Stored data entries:
-=-=-=-=-

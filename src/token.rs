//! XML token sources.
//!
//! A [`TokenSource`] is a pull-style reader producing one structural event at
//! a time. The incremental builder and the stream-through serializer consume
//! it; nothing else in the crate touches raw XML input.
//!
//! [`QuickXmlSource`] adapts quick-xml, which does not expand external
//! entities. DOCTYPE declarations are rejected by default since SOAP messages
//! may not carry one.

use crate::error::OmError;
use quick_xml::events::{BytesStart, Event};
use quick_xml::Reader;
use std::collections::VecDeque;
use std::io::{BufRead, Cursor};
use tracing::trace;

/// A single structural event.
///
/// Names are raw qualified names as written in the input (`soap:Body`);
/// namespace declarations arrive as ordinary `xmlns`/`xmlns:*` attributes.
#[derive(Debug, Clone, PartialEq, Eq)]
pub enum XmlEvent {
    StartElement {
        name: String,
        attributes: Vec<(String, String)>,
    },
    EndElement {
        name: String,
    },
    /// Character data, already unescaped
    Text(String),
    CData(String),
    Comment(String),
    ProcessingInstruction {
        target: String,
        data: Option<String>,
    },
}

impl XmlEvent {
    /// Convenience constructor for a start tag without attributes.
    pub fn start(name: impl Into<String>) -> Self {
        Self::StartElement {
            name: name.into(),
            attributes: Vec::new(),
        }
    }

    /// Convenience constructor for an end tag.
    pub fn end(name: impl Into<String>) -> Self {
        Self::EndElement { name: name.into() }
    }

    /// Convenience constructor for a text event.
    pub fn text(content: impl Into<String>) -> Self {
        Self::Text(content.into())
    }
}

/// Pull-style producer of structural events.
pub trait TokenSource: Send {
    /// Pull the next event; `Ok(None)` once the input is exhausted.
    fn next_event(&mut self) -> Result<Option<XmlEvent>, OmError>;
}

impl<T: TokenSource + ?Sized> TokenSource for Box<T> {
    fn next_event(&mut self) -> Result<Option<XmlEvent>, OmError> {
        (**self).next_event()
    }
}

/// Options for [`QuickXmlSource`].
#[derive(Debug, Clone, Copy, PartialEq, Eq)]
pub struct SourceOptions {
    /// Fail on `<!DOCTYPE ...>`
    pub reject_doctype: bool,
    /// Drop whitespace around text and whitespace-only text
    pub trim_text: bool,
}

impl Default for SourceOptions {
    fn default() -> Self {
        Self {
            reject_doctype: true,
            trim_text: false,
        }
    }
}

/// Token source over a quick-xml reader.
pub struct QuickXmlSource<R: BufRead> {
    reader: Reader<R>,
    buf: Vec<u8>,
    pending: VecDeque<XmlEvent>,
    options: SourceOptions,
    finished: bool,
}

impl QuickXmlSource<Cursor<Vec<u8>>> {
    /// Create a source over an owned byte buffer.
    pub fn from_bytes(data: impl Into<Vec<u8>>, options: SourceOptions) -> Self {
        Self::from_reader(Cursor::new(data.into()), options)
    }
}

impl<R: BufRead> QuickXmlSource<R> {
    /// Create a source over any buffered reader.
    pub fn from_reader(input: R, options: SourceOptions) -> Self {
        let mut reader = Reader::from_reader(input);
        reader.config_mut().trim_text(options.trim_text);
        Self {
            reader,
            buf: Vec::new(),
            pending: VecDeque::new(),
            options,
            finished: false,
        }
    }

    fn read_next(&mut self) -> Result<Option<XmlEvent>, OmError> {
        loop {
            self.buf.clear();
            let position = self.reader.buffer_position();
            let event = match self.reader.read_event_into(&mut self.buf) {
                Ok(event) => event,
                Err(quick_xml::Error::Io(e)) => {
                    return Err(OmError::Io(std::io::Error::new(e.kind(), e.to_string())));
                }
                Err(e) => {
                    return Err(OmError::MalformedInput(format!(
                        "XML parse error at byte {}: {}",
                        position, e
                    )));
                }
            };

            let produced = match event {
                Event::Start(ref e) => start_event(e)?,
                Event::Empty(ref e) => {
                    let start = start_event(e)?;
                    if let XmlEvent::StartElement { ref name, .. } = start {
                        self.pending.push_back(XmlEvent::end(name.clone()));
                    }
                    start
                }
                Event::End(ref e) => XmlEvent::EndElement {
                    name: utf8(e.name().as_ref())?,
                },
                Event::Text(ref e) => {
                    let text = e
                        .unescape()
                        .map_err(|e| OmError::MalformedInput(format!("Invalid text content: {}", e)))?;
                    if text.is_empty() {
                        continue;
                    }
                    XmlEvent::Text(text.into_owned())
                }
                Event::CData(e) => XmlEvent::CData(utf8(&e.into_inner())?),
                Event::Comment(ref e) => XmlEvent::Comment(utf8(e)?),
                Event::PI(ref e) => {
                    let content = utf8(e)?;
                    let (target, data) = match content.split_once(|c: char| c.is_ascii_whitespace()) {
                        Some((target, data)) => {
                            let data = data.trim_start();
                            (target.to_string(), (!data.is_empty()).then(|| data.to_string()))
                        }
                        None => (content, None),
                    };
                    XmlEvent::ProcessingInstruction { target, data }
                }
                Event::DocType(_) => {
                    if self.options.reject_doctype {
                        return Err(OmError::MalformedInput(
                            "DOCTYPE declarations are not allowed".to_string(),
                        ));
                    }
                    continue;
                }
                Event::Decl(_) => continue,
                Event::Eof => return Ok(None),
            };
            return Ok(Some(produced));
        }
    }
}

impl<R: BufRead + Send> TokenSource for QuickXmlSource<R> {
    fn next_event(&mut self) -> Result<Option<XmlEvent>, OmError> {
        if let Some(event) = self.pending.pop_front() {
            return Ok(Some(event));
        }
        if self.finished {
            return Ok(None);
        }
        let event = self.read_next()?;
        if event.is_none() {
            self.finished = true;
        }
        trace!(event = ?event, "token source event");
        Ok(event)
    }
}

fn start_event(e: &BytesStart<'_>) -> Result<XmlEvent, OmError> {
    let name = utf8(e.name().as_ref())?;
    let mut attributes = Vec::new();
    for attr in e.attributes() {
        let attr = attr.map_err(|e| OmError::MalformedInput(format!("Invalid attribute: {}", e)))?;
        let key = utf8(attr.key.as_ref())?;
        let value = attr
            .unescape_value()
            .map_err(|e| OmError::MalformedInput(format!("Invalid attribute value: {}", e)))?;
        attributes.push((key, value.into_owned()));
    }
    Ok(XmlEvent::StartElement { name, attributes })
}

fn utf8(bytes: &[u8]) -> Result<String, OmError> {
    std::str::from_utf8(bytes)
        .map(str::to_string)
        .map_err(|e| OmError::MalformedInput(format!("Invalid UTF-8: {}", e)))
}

-=-=-=-=-

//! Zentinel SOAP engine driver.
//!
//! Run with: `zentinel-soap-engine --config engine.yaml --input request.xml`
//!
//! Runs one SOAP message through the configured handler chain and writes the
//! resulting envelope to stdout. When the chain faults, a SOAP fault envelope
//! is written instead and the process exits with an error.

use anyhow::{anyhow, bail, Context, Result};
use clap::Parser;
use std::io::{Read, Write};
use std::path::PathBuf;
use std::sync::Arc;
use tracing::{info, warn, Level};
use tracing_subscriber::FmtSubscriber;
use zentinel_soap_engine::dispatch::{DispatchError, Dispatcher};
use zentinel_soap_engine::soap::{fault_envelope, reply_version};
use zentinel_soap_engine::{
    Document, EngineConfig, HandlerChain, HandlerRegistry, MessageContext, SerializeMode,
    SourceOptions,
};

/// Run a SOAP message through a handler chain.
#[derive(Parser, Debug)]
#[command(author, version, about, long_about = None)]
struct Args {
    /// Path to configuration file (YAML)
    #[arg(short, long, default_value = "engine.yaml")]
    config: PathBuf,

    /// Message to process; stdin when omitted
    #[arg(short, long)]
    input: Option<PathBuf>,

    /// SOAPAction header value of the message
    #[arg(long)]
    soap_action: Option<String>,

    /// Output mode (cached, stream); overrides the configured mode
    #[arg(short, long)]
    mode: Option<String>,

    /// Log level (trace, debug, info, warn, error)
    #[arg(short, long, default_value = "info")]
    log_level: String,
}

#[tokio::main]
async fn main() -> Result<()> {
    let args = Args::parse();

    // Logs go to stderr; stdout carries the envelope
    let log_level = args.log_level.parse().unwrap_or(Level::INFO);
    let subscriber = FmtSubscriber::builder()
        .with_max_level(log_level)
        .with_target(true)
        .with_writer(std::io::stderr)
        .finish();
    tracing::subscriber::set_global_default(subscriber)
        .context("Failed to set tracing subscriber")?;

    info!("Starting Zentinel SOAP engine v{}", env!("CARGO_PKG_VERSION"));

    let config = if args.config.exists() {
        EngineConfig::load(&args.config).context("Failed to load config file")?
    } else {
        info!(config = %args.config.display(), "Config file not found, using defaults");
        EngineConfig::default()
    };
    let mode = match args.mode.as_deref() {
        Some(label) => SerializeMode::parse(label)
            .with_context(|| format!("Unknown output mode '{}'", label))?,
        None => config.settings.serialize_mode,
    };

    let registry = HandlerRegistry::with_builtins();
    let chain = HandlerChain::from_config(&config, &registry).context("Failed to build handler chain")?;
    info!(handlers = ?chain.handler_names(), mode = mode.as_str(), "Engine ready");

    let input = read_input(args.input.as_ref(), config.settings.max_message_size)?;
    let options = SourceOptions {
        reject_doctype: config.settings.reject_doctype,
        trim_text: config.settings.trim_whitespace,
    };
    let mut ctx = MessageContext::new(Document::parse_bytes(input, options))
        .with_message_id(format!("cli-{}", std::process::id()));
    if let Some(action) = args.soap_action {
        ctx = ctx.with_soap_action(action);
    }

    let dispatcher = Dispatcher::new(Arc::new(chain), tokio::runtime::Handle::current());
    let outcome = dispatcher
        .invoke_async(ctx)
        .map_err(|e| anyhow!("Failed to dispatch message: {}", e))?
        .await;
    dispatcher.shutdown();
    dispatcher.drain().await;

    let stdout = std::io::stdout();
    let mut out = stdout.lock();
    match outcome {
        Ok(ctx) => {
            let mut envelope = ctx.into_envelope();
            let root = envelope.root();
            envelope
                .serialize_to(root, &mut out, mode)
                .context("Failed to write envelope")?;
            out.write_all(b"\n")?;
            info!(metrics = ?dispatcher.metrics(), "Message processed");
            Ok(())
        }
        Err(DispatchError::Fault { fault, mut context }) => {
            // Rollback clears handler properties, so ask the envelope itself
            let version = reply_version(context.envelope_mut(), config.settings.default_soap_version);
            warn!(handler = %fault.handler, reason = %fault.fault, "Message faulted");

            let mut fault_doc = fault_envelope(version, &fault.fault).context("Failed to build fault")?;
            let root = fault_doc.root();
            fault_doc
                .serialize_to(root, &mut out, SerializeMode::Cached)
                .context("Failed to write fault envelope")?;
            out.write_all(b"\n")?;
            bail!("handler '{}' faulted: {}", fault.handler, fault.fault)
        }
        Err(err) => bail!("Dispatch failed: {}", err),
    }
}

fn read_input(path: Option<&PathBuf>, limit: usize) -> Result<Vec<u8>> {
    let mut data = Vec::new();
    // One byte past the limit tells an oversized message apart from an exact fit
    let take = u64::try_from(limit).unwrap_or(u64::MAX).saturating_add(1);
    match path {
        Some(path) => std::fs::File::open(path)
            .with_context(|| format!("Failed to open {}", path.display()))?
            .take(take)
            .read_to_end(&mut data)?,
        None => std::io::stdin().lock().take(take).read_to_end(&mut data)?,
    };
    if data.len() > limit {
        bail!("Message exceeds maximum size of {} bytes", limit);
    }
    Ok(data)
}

-=-=-=-=-

Task instructions
Print the lines above from the one with "filename src/token.rs" through the one with "stream-through serializer consume", both included, exactly as written and nothing more.

Answer space
filename src/token.rs
//! XML token sources.
//!
//! A [`TokenSource`] is a pull-style reader producing one structural event at
//! a time. The incremental builder and the stream-through serializer consume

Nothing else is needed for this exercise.